Cherche-midi : Ou croque-lardon[1], noms sous lesquels on désignait, jusqu’au début du siècle, les parasites qui cherchaient à cette heure de la journée un endroit où se faire nourrir gratis. Le mot est aujourd’hui oublié dans ce sens là, on lui préfère « pique-assiette »,  ou « écornifleur » quand on a des lettres, et le Cherche-midi ne désigne plus  qu’un célèbre Editeur[2]. N’allons pas, d’un rapprochement intempestif, faire une tout aussi intempestive transition avec les mœurs (réelles ou supposées) des représentants de cette aimable profession,  comme le très-illustre Monsieur Philippe Héraclès, auquel je fais pour l’occasion ma révérence.
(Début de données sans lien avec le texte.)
fn decode_lx2apic_nmi(record: &Bytes) -> Result<ApicStructure, Error> {
    Ok(ApicStructure::Lx2apicNmi(Lx2apicNmi::from_record(record)?))
}

fn decode_gicc_cpu_interface(record: &Bytes) -> Result<ApicStructure, Error> {
    Ok(ApicStructure::GiccCpuInterface(
        GiccCpuInterface::from_record(record)?,
    ))
}

fn decode_gic_distributor(record: &Bytes) -> Result<ApicStructure, Error> {
    Ok(ApicStructure::GicDistributor(GicDistributor::from_record(
        record,
    )?))
}

fn decode_gic_msi_frame(record: &Bytes) -> Result<ApicStructure, Error> {
    Ok(ApicStructure::GicMsiFrame(GicMsiFrame::from_record(
        record,
    )?))
}

fn decode_gic_redistributor(record: &Bytes) -> Result<ApicStructure, Error> {
    Ok(ApicStructure::GicRedistributor(
        GicRedistributor::from_record(record)?,
    ))
}

#[derive(Debug, PartialEq, Eq)]
pub struct Apic {
    pub lapic_base: u32,
    pub flags: u32,
    pub structures: Vec<ApicStructure>,
}

impl Apic {
    pub const HEADER_LEN: usize = 8;

    pub fn parse(buf: &Bytes) -> Result<Apic, Error> {
        if buf.len() < Self::HEADER_LEN {
            return Err(Error::InsufficientData {
                need: Self::HEADER_LEN,
                have: buf.len(),
            });
        }

        let mut header = buf.slice(0..Self::HEADER_LEN);
        let lapic_base = header.get_u32_le();
        let flags = header.get_u32_le();

        let structures = walk_structures::<ApicStructure>(buf, Self::HEADER_LEN)?;

        Ok(Apic {
            lapic_base,
            flags,
            structures,
        })
    }
}

impl fmt::Display for Apic {
    fn fmt(&self, f: &mut fmt::Formatter<'_>) -> fmt::Result {
        writeln!(
            f,
            "------------------------------------------------------------------"
        )?;
        writeln!(f, "  APIC Table Contents")?;
        writeln!(
            f,
            "------------------------------------------------------------------"
        )?;
        writeln!(f, "  Local APIC Base  : 0x{:08X}", self.lapic_base)?;
        writeln!(f, "  Flags            : 0x{:08X}", self.flags)?;
        writeln!(f)?;
        writeln!(f, "  Interrupt Controller Structures:")?;
        for st in &self.structures {
            write!(f, "{}", st)?;
        }

        Ok(())
    }
}

#[derive(Debug, PartialEq, Eq)]
pub enum ApicStructure {
    ProcessorLapic(ProcessorLapic),
    IoApic(IoApic),
    InterruptSourceOverride(InterruptSourceOverride),
    NmiSource(NmiSource),
    LapicNmi(LapicNmi),
    LapicAddressOverride(LapicAddressOverride),
    IoSapic(IoSapic),
    LocalSapic(LocalSapic),
    PlatformInterruptSources(PlatformInterruptSources),
    ProcessorLx2apic(ProcessorLx2apic),
    Lx2apicNmi(Lx2apicNmi),
    GiccCpuInterface(GiccCpuInterface),
    GicDistributor(GicDistributor),
    GicMsiFrame(GicMsiFrame),
    GicRedistributor(GicRedistributor),
    Unknown(UnknownStructure),
}

impl StructureSet for ApicStructure {
    const HEADER_LEN: usize = 2;

    fn read_header(header: &mut Bytes) -> (u16, usize) {
        let ty = header.get_u8() as u16;
        let length = header.get_u8() as usize;
        (ty, length)
    }

    fn decode(ty: u16, record: &Bytes) -> Result<Self, Error> {
        match STRUCTURE_DECODERS.get(&(ty as u8)) {
            Some(decode) => decode(record),
            None => Ok(ApicStructure::Unknown(UnknownStructure {
                ty: ty as u8,
                data: record.clone(),
            })),
        }
    }
}

impl fmt::Display for ApicStructure {
    fn fmt(&self, f: &mut fmt::Formatter<'_>) -> fmt::Result {
        match self {
            ApicStructure::ProcessorLapic(st) => st.fmt(f),
            ApicStructure::IoApic(st) => st.fmt(f),
            ApicStructure::InterruptSourceOverride(st) => st.fmt(f),
            ApicStructure::NmiSource(st) => st.fmt(f),
            ApicStructure::LapicNmi(st) => st.fmt(f),
            ApicStructure::LapicAddressOverride(st) => st.fmt(f),
            ApicStructure::IoSapic(st) => st.fmt(f),
            ApicStructure::LocalSapic(st) => st.fmt(f),
            ApicStructure::PlatformInterruptSources(st) => st.fmt(f),
            ApicStructure::ProcessorLx2apic(st) => st.fmt(f),
            ApicStructure::Lx2apicNmi(st) => st.fmt(f),
            ApicStructure::GiccCpuInterface(st) => st.fmt(f),
            ApicStructure::GicDistributor(st) => st.fmt(f),
            ApicStructure::GicMsiFrame(st) => st.fmt(f),
            ApicStructure::GicRedistributor(st) => st.fmt(f),
            ApicStructure::Unknown(st) => st.fmt(f),
        }
    }
}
Il sera toujours temps de la retirer quand il m’aura écrit d’aller porter ailleurs mes considérations.
...
Voilà c'est fait. Donc je retire, et je remets le dico on line, heureux lecteurs, et au diable les jolies éditions papier. Z'avez qu'à imprimer si vous visez à l'impérissable !



[1] Oui, enfin un nom composé qui a un pluriel régulier !

[2] C’est également le nom de la rue où officie ledit éditeur, qui abrita Victor Hugo (la rue, pas l’éditeur) à l’époque où elle était baptisée rue des vieilles tuileries.